#### [EXERCISE GOAL]
Exactly as they appear, restate the lines of the material, from the first through the one containing "observed without a".

SUPPLIED MATERIAL START

// Copyright (c) 2026 Robert L. Snyder, Sierra Vista, AZ
// Licensed under the MIT License. See LICENSE file in the project root for details.

//! In-memory audio sink.
//!
//! Keeps a voice pool keyed by MIDI number and a log of every call, so the
//! note accounting of the performance core can be observed without a
//! synthesis backend. The terminal performer uses it to display what is
//! sounding.

use std::collections::BTreeSet;
use std::time::Duration;

use tracing::debug;

use super::{AudioError, AudioSink, Envelope};
use crate::music::{MidiNumber, Pitch};

/// One recorded sink call
#[derive(Debug, Clone, PartialEq, Eq)]
pub enum SinkCall {
    Initialize,
    Attack(MidiNumber),
    Release(MidiNumber),
    PlayNote(MidiNumber, Duration),
    PlayChord(Vec<MidiNumber>, Duration),
    SetEnvelope(Envelope),
    StopAll,
}

/// Voice-tracking sink that records every call
#[derive(Debug, Clone, Default)]
pub struct MemorySink {
    calls: Vec<SinkCall>,
    voices: BTreeSet<MidiNumber>,
    envelope: Envelope,
    fail_next_init: bool,
    fail_attacks: bool,
}

impl MemorySink {
    pub fn new() -> Self {
        Self::default()
    }

    /// Make the next `initialize` call fail
    pub fn fail_next_init(&mut self) {
        self.fail_next_init = true;
    }

    /// Make every `attack` fail until cleared
    pub fn set_fail_attacks(&mut self, fail: bool) {
        self.fail_attacks = fail;
    }

    /// Every call in the order received
    pub fn calls(&self) -> &[SinkCall] {
        &self.calls
    }

    pub fn clear_calls(&mut self) {
        self.calls.clear();
    }

    /// MIDI numbers with an active sustained voice, ascending
    pub fn sounding(&self) -> Vec<MidiNumber> {
        self.voices.iter().copied().collect()
    }

    pub fn envelope(&self) -> Envelope {
        self.envelope
    }

    pub fn init_count(&self) -> usize {
        self.count(|c| matches!(c, SinkCall::Initialize))
    }

    pub fn attack_count(&self, midi: MidiNumber) -> usize {
        self.count(|c| *c == SinkCall::Attack(midi))
    }

    pub fn release_count(&self, midi: MidiNumber) -> usize {
        self.count(|c| *c == SinkCall::Release(midi))
    }

    pub fn total_attacks(&self) -> usize {
        self.count(|c| matches!(c, SinkCall::Attack(_)))
    }

    pub fn total_releases(&self) -> usize {
        self.count(|c| matches!(c, SinkCall::Release(_)))
    }

    fn count(&self, pred: impl Fn(&SinkCall) -> bool) -> usize {
        self.calls.iter().filter(|c| pred(c)).count()
    }
}

impl AudioSink for MemorySink {
    fn initialize(&mut self) -> Result<(), AudioError> {
        if std::mem::take(&mut self.fail_next_init) {
            return Err(AudioError::InitFailed("no output device".to_string()));
        }
        self.calls.push(SinkCall::Initialize);
        Ok(())
    }

    fn attack(&mut self, pitch: Pitch) -> Result<(), AudioError> {
        if self.fail_attacks {
            return Err(AudioError::VoiceFailed(format!("cannot start {}", pitch)));
        }
        debug!(note = %pitch, midi = pitch.midi(), "attack");
        self.calls.push(SinkCall::Attack(pitch.midi()));
        self.voices.insert(pitch.midi());
        Ok(())
    }

    fn release(&mut self, pitch: Pitch) -> Result<(), AudioError> {
        debug!(note = %pitch, midi = pitch.midi(), "release");
        self.calls.push(SinkCall::Release(pitch.midi()));
        self.voices.remove(&pitch.midi());
        Ok(())
    }

    fn play_note(&mut self, pitch: Pitch, duration: Duration) -> Result<(), AudioError> {
        debug!(note = %pitch, ?duration, "play note");
        self.calls.push(SinkCall::PlayNote(pitch.midi(), duration));
        Ok(())
    }

    fn play_chord(&mut self, pitches: &[Pitch], duration: Duration) -> Result<(), AudioError> {
        let midi: Vec<MidiNumber> = pitches.iter().map(|p| p.midi()).collect();
        debug!(?midi, ?duration, "play chord");
        self.calls.push(SinkCall::PlayChord(midi, duration));
        Ok(())
    }

    fn set_envelope(&mut self, envelope: Envelope) -> Result<(), AudioError> {
        debug!(?envelope, "envelope");
        self.calls.push(SinkCall::SetEnvelope(envelope));
        self.envelope = envelope;
        Ok(())
    }

    fn stop_all(&mut self) -> Result<(), AudioError> {
        debug!("stop all");
        self.calls.push(SinkCall::StopAll);
        self.voices.clear();
        Ok(())
    }
}
// Copyright (c) 2026 Robert L. Snyder, Sierra Vista, AZ
// Licensed under the MIT License. See LICENSE file in the project root for details.

//! Sequenced playback and timer-driven note-offs.
//!
//! Scale and progression playback step through their pitches on tokio
//! timers and resolve once the last step has finished. Single-shot
//! note-offs and paced preview steps are posted back to the event loop
//! through a channel rather than mutating state from the timer task.

use std::time::Duration;

use tokio::sync::mpsc::UnboundedSender;
use tokio::time::sleep;
use tracing::debug;

use super::{AudioError, AudioSink, ScaleDirection};
use crate::music::{ChordInstance, Pitch};

/// Percentage of each step a note sounds for
pub const NOTE_GATE_PERCENT: u32 = 90;

/// Beats each chord of a progression lasts
pub const BEATS_PER_CHORD: u32 = 2;

/// Length of one beat at `tempo_bpm`. Non-positive or non-finite tempos
/// fall back to 120 BPM.
pub fn beat_duration(tempo_bpm: f64) -> Duration {
    let tempo = if tempo_bpm.is_finite() && tempo_bpm > 0.0 {
        tempo_bpm
    } else {
        120.0
    };
    Duration::from_secs_f64(60.0 / tempo)
}

/// Playback order for a scale. `Both` goes up then down without
/// repeating the top note.
pub fn scale_order(pitches: &[Pitch], direction: ScaleDirection) -> Vec<Pitch> {
    match direction {
        ScaleDirection::Ascending => pitches.to_vec(),
        ScaleDirection::Descending => pitches.iter().rev().copied().collect(),
        ScaleDirection::Both => pitches
            .iter()
            .chain(pitches.iter().rev().skip(1))
            .copied()
            .collect(),
    }
}

/// Play a scale one note per beat; resolves after the final beat
pub async fn play_scale<S: AudioSink + ?Sized>(
    sink: &mut S,
    pitches: &[Pitch],
    tempo_bpm: f64,
    direction: ScaleDirection,
) -> Result<(), AudioError> {
    let step = beat_duration(tempo_bpm);
    let gate = step * NOTE_GATE_PERCENT / 100;
    for pitch in scale_order(pitches, direction) {
        debug!(note = %pitch, "scale step");
        sink.play_note(pitch, gate)?;
        sleep(step).await;
    }
    Ok(())
}

/// Play each chord for `BEATS_PER_CHORD` beats; resolves after the last
pub async fn play_progression<S: AudioSink + ?Sized>(
    sink: &mut S,
    chords: &[ChordInstance],
    tempo_bpm: f64,
) -> Result<(), AudioError> {
    let step = beat_duration(tempo_bpm) * BEATS_PER_CHORD;
    let gate = step * NOTE_GATE_PERCENT / 100;
    for chord in chords {
        debug!(chord = %chord.name(), "progression step");
        sink.play_chord(chord.notes(), gate)?;
        sleep(step).await;
    }
    Ok(())
}

/// Deliver `message` on `tx` after `delay`. A closed channel is ignored:
/// the event loop is gone and there is nothing left to clear.
pub fn spawn_release_timer<T: Send + 'static>(
    delay: Duration,
    message: T,
    tx: UnboundedSender<T>,
) -> tokio::task::JoinHandle<()> {
    tokio::spawn(async move {
        sleep(delay).await;
        let _ = tx.send(message);
    })
}

/// Deliver `steps` on `tx` one `interval` apart, the first immediately.
/// Stops early if the receiver is gone; abort the handle to cancel.
pub fn spawn_sequence<T: Send + 'static>(
    steps: Vec<T>,
    interval: Duration,
    tx: UnboundedSender<T>,
) -> tokio::task::JoinHandle<()> {
    tokio::spawn(async move {
        for (i, step) in steps.into_iter().enumerate() {
            if i > 0 {
                sleep(interval).await;
            }
            if tx.send(step).is_err() {
                return;
            }
        }
    })
}
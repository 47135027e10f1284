// Copyright (c) 2026 Robert L. Snyder, Sierra Vista, AZ
// Licensed under the MIT License. See LICENSE file in the project root for details.

//! Audio sink contract and lifecycle.
//!
//! This module provides:
//! - The `AudioSink` trait the synthesis backend implements
//! - `AudioHandle`, an explicit Uninitialized -> Ready -> Disposed lifecycle
//! - `SinkCommand`, the note-accounting vocabulary the performance core emits
//! - An in-memory sink and async sequenced playback

pub mod memory;
pub mod playback;

pub use memory::{MemorySink, SinkCall};
pub use playback::{
    beat_duration, play_progression, play_scale, scale_order, spawn_release_timer, spawn_sequence, NOTE_GATE_PERCENT,
};

use std::time::Duration;

use serde::{Deserialize, Serialize};
use thiserror::Error;
use tracing::{error, info};

use crate::music::Pitch;

/// Audio error types
#[derive(Debug, Clone, PartialEq, Eq, Error)]
pub enum AudioError {
    /// Backend could not start; blocks all sound
    #[error("audio initialization failed: {0}")]
    InitFailed(String),
    /// Sound requested before initialization completed
    #[error("audio engine is not initialized")]
    NotReady,
    /// Sound requested after the engine was shut down
    #[error("audio engine has been disposed")]
    Disposed,
    /// Backend refused to start or stop a voice
    #[error("voice error: {0}")]
    VoiceFailed(String),
}

/// Amplitude envelope used for sustained voices
#[derive(Debug, Clone, Copy, PartialEq, Eq, Hash, Default, Serialize, Deserialize)]
#[serde(rename_all = "snake_case")]
pub enum Envelope {
    /// Piano-like decay and short release
    #[default]
    Natural,
    /// Long decay and release with a non-zero sustain level
    SustainPedal,
}

/// Order for sequenced scale playback
#[derive(Debug, Clone, Copy, PartialEq, Eq, Hash, Default, Serialize, Deserialize)]
#[serde(rename_all = "snake_case")]
pub enum ScaleDirection {
    #[default]
    Ascending,
    Descending,
    /// Up then back down, sharing the top note
    Both,
}

/// Synthesis backend consumed by the performance core.
///
/// `release` on a pitch with no active voice must succeed silently.
pub trait AudioSink {
    /// One-time setup; in browser-like hosts this follows a user gesture
    fn initialize(&mut self) -> Result<(), AudioError>;

    /// Start a sustained voice for this pitch
    fn attack(&mut self, pitch: Pitch) -> Result<(), AudioError>;

    /// Stop the sustained voice for this pitch
    fn release(&mut self, pitch: Pitch) -> Result<(), AudioError>;

    /// Fire-and-forget voice of bounded duration
    fn play_note(&mut self, pitch: Pitch, duration: Duration) -> Result<(), AudioError>;

    /// Fire-and-forget chord of bounded duration
    fn play_chord(&mut self, pitches: &[Pitch], duration: Duration) -> Result<(), AudioError>;

    fn set_envelope(&mut self, envelope: Envelope) -> Result<(), AudioError>;

    /// Silence every voice immediately
    fn stop_all(&mut self) -> Result<(), AudioError>;
}

impl<T: AudioSink + ?Sized> AudioSink for Box<T> {
    fn initialize(&mut self) -> Result<(), AudioError> {
        (**self).initialize()
    }

    fn attack(&mut self, pitch: Pitch) -> Result<(), AudioError> {
        (**self).attack(pitch)
    }

    fn release(&mut self, pitch: Pitch) -> Result<(), AudioError> {
        (**self).release(pitch)
    }

    fn play_note(&mut self, pitch: Pitch, duration: Duration) -> Result<(), AudioError> {
        (**self).play_note(pitch, duration)
    }

    fn play_chord(&mut self, pitches: &[Pitch], duration: Duration) -> Result<(), AudioError> {
        (**self).play_chord(pitches, duration)
    }

    fn set_envelope(&mut self, envelope: Envelope) -> Result<(), AudioError> {
        (**self).set_envelope(envelope)
    }

    fn stop_all(&mut self) -> Result<(), AudioError> {
        (**self).stop_all()
    }
}

/// A single instruction for the audio sink produced by a state transition
#[derive(Debug, Clone, Copy, PartialEq)]
pub enum SinkCommand {
    Attack(Pitch),
    Release(Pitch),
    SetEnvelope(Envelope),
}

impl SinkCommand {
    /// Send this command to a sink
    pub fn apply<S: AudioSink + ?Sized>(&self, sink: &mut S) -> Result<(), AudioError> {
        match *self {
            SinkCommand::Attack(pitch) => sink.attack(pitch),
            SinkCommand::Release(pitch) => sink.release(pitch),
            SinkCommand::SetEnvelope(envelope) => sink.set_envelope(envelope),
        }
    }
}

/// Lifecycle of the audio backend
#[derive(Debug, Clone, Copy, PartialEq, Eq)]
pub enum SinkState {
    Uninitialized,
    Ready,
    Disposed,
}

/// Owned handle to the audio backend with an explicit lifecycle
#[derive(Debug)]
pub struct AudioHandle<S> {
    sink: S,
    state: SinkState,
}

impl<S: AudioSink> AudioHandle<S> {
    /// Wrap an uninitialized sink
    pub fn new(sink: S) -> Self {
        Self {
            sink,
            state: SinkState::Uninitialized,
        }
    }

    pub fn state(&self) -> SinkState {
        self.state
    }

    pub fn is_ready(&self) -> bool {
        self.state == SinkState::Ready
    }

    /// Initialize the backend. Idempotent once ready; a failure leaves the
    /// handle uninitialized so a later gesture can retry.
    pub fn initialize(&mut self) -> Result<(), AudioError> {
        match self.state {
            SinkState::Ready => Ok(()),
            SinkState::Disposed => Err(AudioError::Disposed),
            SinkState::Uninitialized => match self.sink.initialize() {
                Ok(()) => {
                    info!("audio engine ready");
                    self.state = SinkState::Ready;
                    Ok(())
                }
                Err(e) => {
                    error!("audio engine failed to start: {}", e);
                    Err(e)
                }
            },
        }
    }

    /// Silence everything and refuse further use
    pub fn dispose(&mut self) {
        if self.state == SinkState::Ready {
            if let Err(e) = self.sink.stop_all() {
                error!("failed to silence audio during shutdown: {}", e);
            }
        }
        self.state = SinkState::Disposed;
    }

    /// The sink, if it can currently make sound
    pub fn ready_sink(&mut self) -> Result<&mut S, AudioError> {
        match self.state {
            SinkState::Ready => Ok(&mut self.sink),
            SinkState::Uninitialized => Err(AudioError::NotReady),
            SinkState::Disposed => Err(AudioError::Disposed),
        }
    }

    /// Apply commands in order, stopping at the first failure.
    /// Returns the number of commands applied alongside any error.
    pub fn apply(&mut self, commands: &[SinkCommand]) -> Result<(), (usize, AudioError)> {
        let sink = self.ready_sink().map_err(|e| (0, e))?;
        for (i, command) in commands.iter().enumerate() {
            command.apply(sink).map_err(|e| (i, e))?;
        }
        Ok(())
    }

    /// Read-only access for inspection
    pub fn sink(&self) -> &S {
        &self.sink
    }

    /// Direct access, bypassing the lifecycle checks
    pub fn sink_mut(&mut self) -> &mut S {
        &mut self.sink
    }
}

SUPPLIED MATERIAL END

#### [REPLY]
// Copyright (c) 2026 Robert L. Snyder, Sierra Vista, AZ
// Licensed under the MIT License. See LICENSE file in the project root for details.

//! In-memory audio sink.
//!
//! Keeps a voice pool keyed by MIDI number and a log of every call, so the
//! note accounting of the performance core can be observed without a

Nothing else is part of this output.